Reflections from prison

by Witherspooner Don Beisswenger
[9-28-05]

In January, 2004, Don Beisswenger, a 73 year old retired Vanderbilt Divinity School professor, was given the highest possible punishment for his act of civil disobedience on November 28th, 2003. He was one of many joining as they do each year, to demand the closing of the School of the Americas, which for years has been training military personnel from South and Central America in the uses of torture and other techniques to gain control of their people – and incidentally to serve the interests of the U.S. in their countries.

During the six months of his incarceration in the Federal Correctional Institution in Manchester, Kentucky, Don learned that a period of confinement can offer spiritual gifts to one who believes one has the moral responsibility to object to the United States government's role in supporting human rights violations.

Beisswenger translated his interpretation of this gift into the prose of his prison journal, excerpts from which have now been published in The Spire, a biannual journal of Vanderbilt University Divinity School.

You can read it online in PDF format – click here, and jump to page 11 at the bottom of the screen.

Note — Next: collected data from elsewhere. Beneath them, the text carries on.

//! Reading and writing sml documents.
//!
//! sml is a brace-delimited markup: a document is a single tag node whose
//! children are text, nested tag nodes, raw blocks `{! ... !}` and comments
//! `{# ... #}`.
//!
//! ```
//! let root = sml::parse_str("{greeting:main Hello ^{world^}}").unwrap();
//! assert_eq!(root.tag.to_string(), "greeting:main");
//! assert_eq!(root.children[0].as_text(), Some("Hello {world}"));
//!
//! let xml = sml::write_xml(&root, "pre", false, "").unwrap();
//! assert_eq!(xml, r#" <greeting id="main"> Hello {world}</greeting>"#);
//! ```
//!
//! Parsing is event driven: the parser feeds a [`Builder`], and
//! [`TreeBuilder`] is the one producing a [`TagNode`] tree. Writing goes
//! through a [`WriterContext`] whose [`WriterProcessor`]s can be swapped per
//! subtree.

pub mod ast;
pub mod builder;
pub mod cli;
pub mod errors;
pub mod logging;
pub mod syntax;
pub mod writer;

pub use ast::{Node, Processor, TagNode};
pub use builder::{Builder, PathValueBuilder, PathValues, TreeBuilder};
pub use errors::{Phase, Result, SmlError};
pub use syntax::{
    parse_reader, parse_str, parse_str_with, read_document, validate_tag, ParseOptions, Tag,
};
pub use writer::{
    write_document, write_native, write_xml, NativeProcessor, WriterContext, WriterProcessor,
    XmlProcessor,
};
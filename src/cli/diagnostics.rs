//! Diagnostic presentation for document errors.
//!
//! Library errors carry a character position but no source text. The CLI
//! pairs them with the document they came from so miette can point at the
//! failing character.

use crate::errors::SmlError;
use miette::{Diagnostic, LabeledSpan, NamedSource, SourceCode, SourceSpan};
use std::fmt::Display;
use thiserror::Error;

/// An [`SmlError`] together with the document it was raised for.
#[derive(Debug, Error)]
#[error("{error}")]
pub struct DocumentDiagnostic {
    error: SmlError,
    document: NamedSource<String>,
    span: Option<SourceSpan>,
}

impl DocumentDiagnostic {
    pub fn new(error: SmlError, name: impl AsRef<str>, text: impl Into<String>) -> Self {
        let text = text.into();
        let span = error.position().map(|position| char_span(&text, position));
        Self {
            error,
            document: NamedSource::new(name, text),
            span,
        }
    }

    pub fn error(&self) -> &SmlError {
        &self.error
    }
}

/// Byte span of the character at `position`; empty at the end of the text.
fn char_span(text: &str, position: usize) -> SourceSpan {
    match text.char_indices().nth(position) {
        Some((offset, ch)) => (offset, ch.len_utf8()).into(),
        None => (text.len(), 0).into(),
    }
}

impl Diagnostic for DocumentDiagnostic {
    fn code<'a>(&'a self) -> Option<Box<dyn Display + 'a>> {
        self.error.code()
    }

    fn help<'a>(&'a self) -> Option<Box<dyn Display + 'a>> {
        self.error.help()
    }

    fn source_code(&self) -> Option<&dyn SourceCode> {
        Some(&self.document)
    }

    fn labels(&self) -> Option<Box<dyn Iterator<Item = LabeledSpan> + '_>> {
        let span = self.span?;
        let label = LabeledSpan::new_with_span(Some(self.error.label()), span);
        Some(Box::new(std::iter::once(label)))
    }
}
//! Logging utilities.
//!
//! The library only talks to the `log` facade; this module installs the
//! `env_logger` backend for the command-line tool.

mod init;

pub use init::{init_logging, LoggingConfig};
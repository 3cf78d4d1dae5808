//! Writer engine.
//!
//! Walks a document tree and hands every event to a [`WriterProcessor`]. The
//! processor registered under the empty key renders the document; processors
//! registered under a tag's first segment take over for that tag's subtree
//! and are dropped again when the tag closes.
//!
//! The engine owns all layout: with pretty printing every event goes on its
//! own line, indented by the current depth; otherwise opening and content
//! events are separated by a single space and no newlines are written.

use crate::ast::{Processor, TagNode};
use crate::errors::{Result, SmlError};
use crate::syntax::tag::Tag;
use std::collections::HashMap;
use std::io::{self, BufWriter, Write};

pub mod native;
pub mod xml;

pub use native::NativeProcessor;
pub use xml::XmlProcessor;

// ============================================================================
// PROCESSOR CONTRACT
// ============================================================================

/// A rendering strategy for the five traversal events.
///
/// Processors only write the node itself; indentation and line breaks are
/// added by the engine.
pub trait WriterProcessor {
    fn open_tag(&self, tag: &Tag, out: &mut dyn Write) -> Result<()>;
    fn close_tag(&self, tag: &Tag, out: &mut dyn Write) -> Result<()>;
    fn text(&self, text: &str, out: &mut dyn Write) -> Result<()>;
    fn raw(&self, raw: &str, out: &mut dyn Write) -> Result<()>;
    fn comment(&self, comment: &str, out: &mut dyn Write) -> Result<()>;
}

// ============================================================================
// CONTEXT
// ============================================================================

/// Processors, layout settings and the output sink of a writing.
pub struct WriterContext<W: Write> {
    processors: HashMap<String, Box<dyn WriterProcessor>>,
    out: W,
    pretty: bool,
    indent: String,
}

impl<W: Write> WriterContext<W> {
    /// Creates a context with `root` as the processor for the whole document.
    pub fn new(
        root: impl WriterProcessor + 'static,
        out: W,
        pretty: bool,
        indent: impl Into<String>,
    ) -> Self {
        let mut processors: HashMap<String, Box<dyn WriterProcessor>> = HashMap::new();
        processors.insert(String::new(), Box::new(root));
        Self {
            processors,
            out,
            pretty,
            indent: indent.into(),
        }
    }

    /// Registers `processor` for all tags whose first segment is `key`.
    pub fn register(
        &mut self,
        key: impl Into<String>,
        processor: impl WriterProcessor + 'static,
    ) -> Result<()> {
        let key = key.into();
        if self.processors.contains_key(&key) {
            return Err(SmlError::DuplicateProcessor { key });
        }
        self.processors.insert(key, Box::new(processor));
        Ok(())
    }

    pub fn is_pretty(&self) -> bool {
        self.pretty
    }

    pub fn get_ref(&self) -> &W {
        &self.out
    }

    pub fn into_inner(self) -> W {
        self.out
    }
}

// ============================================================================
// ENGINE
// ============================================================================

/// Writes `root` through the processors of `ctx`. Output is buffered and
/// flushed once at the end.
pub fn write_document<W: Write>(root: &TagNode, ctx: &mut WriterContext<W>) -> Result<()> {
    let WriterContext {
        processors,
        out,
        pretty,
        indent,
    } = ctx;
    let processors: &HashMap<String, Box<dyn WriterProcessor>> = processors;
    let base = processors
        .get("")
        .map(|p| &**p)
        .ok_or_else(|| SmlError::protocol("need root processor"))?;
    let mut writer = DocumentWriter {
        processors,
        out: BufWriter::new(out),
        pretty: *pretty,
        indent: indent.as_str(),
        active: vec![base],
        pushed: Vec::new(),
        depth: 0,
    };
    if let Err(err) = root.process_with(&mut writer) {
        // Buffered output of a failed document never reaches the sink.
        let _ = writer.out.into_parts();
        return Err(err);
    }
    writer.out.flush()?;
    log::debug!("document {} written", root.tag);
    Ok(())
}

/// Renders `root` in sml notation.
pub fn write_native(root: &TagNode, pretty: bool, indent: &str) -> Result<String> {
    write_to_string(root, NativeProcessor::new(), pretty, indent)
}

/// Renders `root` as XML, wrapping raw nodes into `raw_tag` elements.
pub fn write_xml(root: &TagNode, raw_tag: &str, pretty: bool, indent: &str) -> Result<String> {
    write_to_string(root, XmlProcessor::new(raw_tag), pretty, indent)
}

fn write_to_string(
    root: &TagNode,
    processor: impl WriterProcessor + 'static,
    pretty: bool,
    indent: &str,
) -> Result<String> {
    let mut ctx = WriterContext::new(processor, Vec::new(), pretty, indent);
    write_document(root, &mut ctx)?;
    String::from_utf8(ctx.into_inner())
        .map_err(|e| SmlError::Io(io::Error::new(io::ErrorKind::InvalidData, e)))
}

struct DocumentWriter<'c, W: Write> {
    processors: &'c HashMap<String, Box<dyn WriterProcessor>>,
    out: BufWriter<&'c mut W>,
    pretty: bool,
    indent: &'c str,
    /// Active processors; the top one renders the current node.
    active: Vec<&'c dyn WriterProcessor>,
    /// Per open tag: whether it pushed a processor on entry.
    pushed: Vec<bool>,
    depth: usize,
}

impl<'c, W: Write> DocumentWriter<'c, W> {
    fn processor(&self) -> &'c dyn WriterProcessor {
        // The base processor is never popped.
        self.active[self.active.len() - 1]
    }

    fn write_indent(&mut self, opening: bool) -> Result<()> {
        if self.pretty {
            for _ in 0..self.depth {
                self.out.write_all(self.indent.as_bytes())?;
            }
        } else if opening {
            self.out.write_all(b" ")?;
        }
        Ok(())
    }

    fn write_newline(&mut self) -> Result<()> {
        if self.pretty {
            self.out.write_all(b"\n")?;
        }
        Ok(())
    }

    fn emit(
        &mut self,
        event: impl FnOnce(&dyn WriterProcessor, &mut dyn Write) -> Result<()>,
    ) -> Result<()> {
        self.write_indent(true)?;
        let processor = self.processor();
        event(processor, &mut self.out)?;
        self.write_newline()
    }
}

impl<W: Write> Processor for DocumentWriter<'_, W> {
    fn open_tag(&mut self, tag: &Tag) -> Result<()> {
        let override_processor = self.processors.get(tag.first()).map(|p| &**p);
        if let Some(processor) = override_processor {
            log::trace!("processor {:?} takes over at {tag}", tag.first());
            self.active.push(processor);
        }
        self.pushed.push(override_processor.is_some());
        self.emit(|p, out| p.open_tag(tag, out))?;
        self.depth += 1;
        Ok(())
    }

    fn close_tag(&mut self, tag: &Tag) -> Result<()> {
        self.depth = self.depth.saturating_sub(1);
        self.write_indent(false)?;
        let processor = self.processor();
        processor.close_tag(tag, &mut self.out)?;
        self.write_newline()?;
        if self.pushed.pop().unwrap_or(false) {
            self.active.pop();
        }
        Ok(())
    }

    fn text(&mut self, text: &str) -> Result<()> {
        self.emit(|p, out| p.text(text, out))
    }

    fn raw(&mut self, raw: &str) -> Result<()> {
        self.emit(|p, out| p.raw(raw, out))
    }

    fn comment(&mut self, comment: &str) -> Result<()> {
        self.emit(|p, out| p.comment(comment, out))
    }
}
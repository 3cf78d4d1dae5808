//! Builder assembling the document tree.

use super::{Builder, ALREADY_DONE, NOT_YET_DONE};
use crate::ast::{Node, TagNode};
use crate::errors::{Result, SmlError};
use crate::syntax::tag::Tag;

/// Assembles a [`TagNode`] tree from builder events.
///
/// Open tags live on a frame stack; a frame is attached to its parent only
/// when its closing event arrives. Closing the last frame completes the root.
#[derive(Debug, Default)]
pub struct TreeBuilder {
    stack: Vec<TagNode>,
    root: Option<TagNode>,
}

impl TreeBuilder {
    pub fn new() -> Self {
        Self::default()
    }

    pub fn is_done(&self) -> bool {
        self.root.is_some()
    }

    /// Number of currently open tags.
    pub fn depth(&self) -> usize {
        self.stack.len()
    }

    /// The completed root; fails until the outermost tag is closed.
    pub fn root(&self) -> Result<&TagNode> {
        self.root
            .as_ref()
            .ok_or_else(|| SmlError::protocol(NOT_YET_DONE))
    }

    pub fn into_root(self) -> Result<TagNode> {
        self.root.ok_or_else(|| SmlError::protocol(NOT_YET_DONE))
    }

    fn ensure_open(&self) -> Result<()> {
        if self.is_done() {
            return Err(SmlError::protocol(ALREADY_DONE));
        }
        Ok(())
    }

    fn append(&mut self, node: Node, what: &str) -> Result<()> {
        self.ensure_open()?;
        match self.stack.last_mut() {
            Some(frame) => {
                frame.children.push(node);
                Ok(())
            }
            None => Err(SmlError::protocol(format!("no opening tag for {what}"))),
        }
    }
}

impl Builder for TreeBuilder {
    fn begin_tag_node(&mut self, tag: Tag) -> Result<()> {
        self.ensure_open()?;
        log::trace!("begin tag node {tag} at depth {}", self.stack.len());
        self.stack.push(TagNode::new(tag));
        Ok(())
    }

    fn end_tag_node(&mut self) -> Result<()> {
        self.ensure_open()?;
        let frame = self
            .stack
            .pop()
            .ok_or_else(|| SmlError::protocol("no opening tag"))?;
        match self.stack.last_mut() {
            Some(parent) => parent.children.push(Node::Tag(frame)),
            None => self.root = Some(frame),
        }
        Ok(())
    }

    fn text_node(&mut self, text: String) -> Result<()> {
        self.append(Node::Text(text), "text")
    }

    fn raw_node(&mut self, raw: String) -> Result<()> {
        self.append(Node::Raw(raw), "raw text")
    }

    fn comment_node(&mut self, comment: String) -> Result<()> {
        self.append(Node::Comment(comment), "comment")
    }
}

#[cfg(test)]
mod tests {
    use super::*;

    fn tag(raw: &str) -> Tag {
        Tag::new(raw).unwrap()
    }

    #[test]
    fn builds_nested_structure_by_hand() {
        let mut builder = TreeBuilder::new();
        builder.begin_tag_node(tag("root")).unwrap();
        builder.text_node("Text A".into()).unwrap();
        builder.comment_node("A first comment.".into()).unwrap();
        builder.begin_tag_node(tag("sub-a:1st:important")).unwrap();
        builder.raw_node("func()".into()).unwrap();
        builder.end_tag_node().unwrap();
        assert!(!builder.is_done());
        builder.end_tag_node().unwrap();

        let root = builder.root().unwrap();
        assert_eq!(root.tag, ["root"]);
        assert_eq!(root.children.len(), 3);
        assert_eq!(root.children[0].as_text(), Some("Text A"));
        assert_eq!(root.children[1].as_comment(), Some("A first comment."));
        let sub = root.children[2].as_tag_node().unwrap();
        assert_eq!(sub.tag, ["sub-a", "1st", "important"]);
        assert_eq!(sub.children, vec![Node::raw("func()")]);
    }

    #[test]
    fn root_is_stable_across_calls() {
        let mut builder = TreeBuilder::new();
        builder.begin_tag_node(tag("a")).unwrap();
        builder.end_tag_node().unwrap();
        let first = builder.root().unwrap() as *const TagNode;
        let second = builder.root().unwrap() as *const TagNode;
        assert_eq!(first, second);
    }

    #[test]
    fn root_before_completion_fails() {
        let mut builder = TreeBuilder::new();
        assert!(matches!(builder.root(), Err(SmlError::Protocol { .. })));
        builder.begin_tag_node(tag("a")).unwrap();
        let err = builder.root().unwrap_err();
        assert_eq!(err.to_string(), "protocol error: building is not yet done");
    }

    #[test]
    fn content_without_open_tag_is_rejected() {
        let mut builder = TreeBuilder::new();
        assert!(matches!(builder.text_node("x".into()), Err(SmlError::Protocol { .. })));
        assert!(matches!(builder.raw_node("x".into()), Err(SmlError::Protocol { .. })));
        assert!(matches!(builder.comment_node("x".into()), Err(SmlError::Protocol { .. })));
        assert!(matches!(builder.end_tag_node(), Err(SmlError::Protocol { .. })));
    }

    #[test]
    fn events_after_completion_are_rejected() {
        let mut builder = TreeBuilder::new();
        builder.begin_tag_node(tag("a")).unwrap();
        builder.end_tag_node().unwrap();
        for result in [
            builder.begin_tag_node(tag("b")),
            builder.end_tag_node(),
            builder.text_node("x".into()),
            builder.raw_node("x".into()),
            builder.comment_node("x".into()),
        ] {
            let err = result.unwrap_err();
            assert_eq!(err.to_string(), "protocol error: building is already done");
        }
    }
}
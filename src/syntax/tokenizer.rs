//! Single-character classifier feeding the parser.
//!
//! The tokenizer reads one character at a time from a forward-only source,
//! classifies it, and tracks the character position used in diagnostics. It
//! supports exactly one unit of pushback.

// ============================================================================
// CHARACTER CLASSES
// ============================================================================

pub const CH_OPEN: char = '{';
pub const CH_CLOSE: char = '}';
pub const CH_ESCAPE: char = '^';
pub const CH_BANG: char = '!';
pub const CH_HASH: char = '#';

/// Classification of a single input character.
#[derive(Debug, Clone, Copy, PartialEq, Eq, Hash)]
pub enum RuneClass {
    Text,
    Space,
    Open,
    Close,
    Escape,
    Bang,
    Hash,
    /// `a-z`, `A-Z`, `0-9`, `-` and `:`.
    TagChar,
    EndOfInput,
}

impl RuneClass {
    pub fn of(ch: char) -> Self {
        match ch {
            CH_OPEN => RuneClass::Open,
            CH_CLOSE => RuneClass::Close,
            CH_ESCAPE => RuneClass::Escape,
            CH_BANG => RuneClass::Bang,
            CH_HASH => RuneClass::Hash,
            'a'..='z' | 'A'..='Z' | '0'..='9' | '-' | ':' => RuneClass::TagChar,
            c if c.is_whitespace() => RuneClass::Space,
            _ => RuneClass::Text,
        }
    }
}

/// One classified character. At end of input `ch` is `'\0'`.
#[derive(Debug, Clone, Copy, PartialEq, Eq)]
pub struct Unit {
    pub class: RuneClass,
    pub ch: char,
}

impl Unit {
    const END: Unit = Unit {
        class: RuneClass::EndOfInput,
        ch: '\0',
    };

    pub fn is(&self, class: RuneClass) -> bool {
        self.class == class
    }
}

// ============================================================================
// TOKENIZER
// ============================================================================

/// Reads classified units from any character iterator.
pub struct Tokenizer<I: Iterator<Item = char>> {
    source: I,
    /// Index the next freshly read character will get.
    next_index: usize,
    /// Index of the most recently returned unit.
    position: usize,
    pending: Option<(Unit, usize)>,
    last: Option<(Unit, usize)>,
}

impl<I: Iterator<Item = char>> Tokenizer<I> {
    pub fn new(source: I) -> Self {
        Self {
            source,
            next_index: 0,
            position: 0,
            pending: None,
            last: None,
        }
    }

    /// Returns the next unit. Once the source is exhausted every call
    /// returns `EndOfInput` at the position just past the last character.
    pub fn read(&mut self) -> Unit {
        let (unit, index) = match self.pending.take() {
            Some(pending) => pending,
            None => match self.source.next() {
                Some(ch) => {
                    let index = self.next_index;
                    self.next_index += 1;
                    (
                        Unit {
                            class: RuneClass::of(ch),
                            ch,
                        },
                        index,
                    )
                }
                None => (Unit::END, self.next_index),
            },
        };
        self.position = index;
        self.last = Some((unit, index));
        unit
    }

    /// Pushes the most recently read unit back; the next `read` returns it again.
    pub fn unread(&mut self) {
        debug_assert!(self.pending.is_none(), "only one unit of pushback");
        if let Some(last) = self.last.take() {
            self.pending = Some(last);
            self.position = last.1.saturating_sub(1);
        }
    }

    /// Character position of the most recently read unit.
    pub fn position(&self) -> usize {
        self.position
    }
}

For a free copy of the journal, contact Kitty Norton Jones, by phone at (615) 322-4205, or e-mail to kitty.nortonjones@vanderbilt.edu

For our earlier postings from and about Don >>


A little sample: On August 23, 2004, Don reflected on "confinement as gift."

Here’s part of what he wrote:

I have been incarcerated over four months now. I await October 1st when I will be released and free to roam beyond the camp where I am now confined. I cannot leave the camp without serious consequences. They keep track of me with midnight counts, stand-up counts, and "give your number" counts. I am confined in every sense of the word. Confinement, separation, enclosure, withdrawal to a desert — all have been disciplines in the life of faith. Confinement in prison adds another dimension. ....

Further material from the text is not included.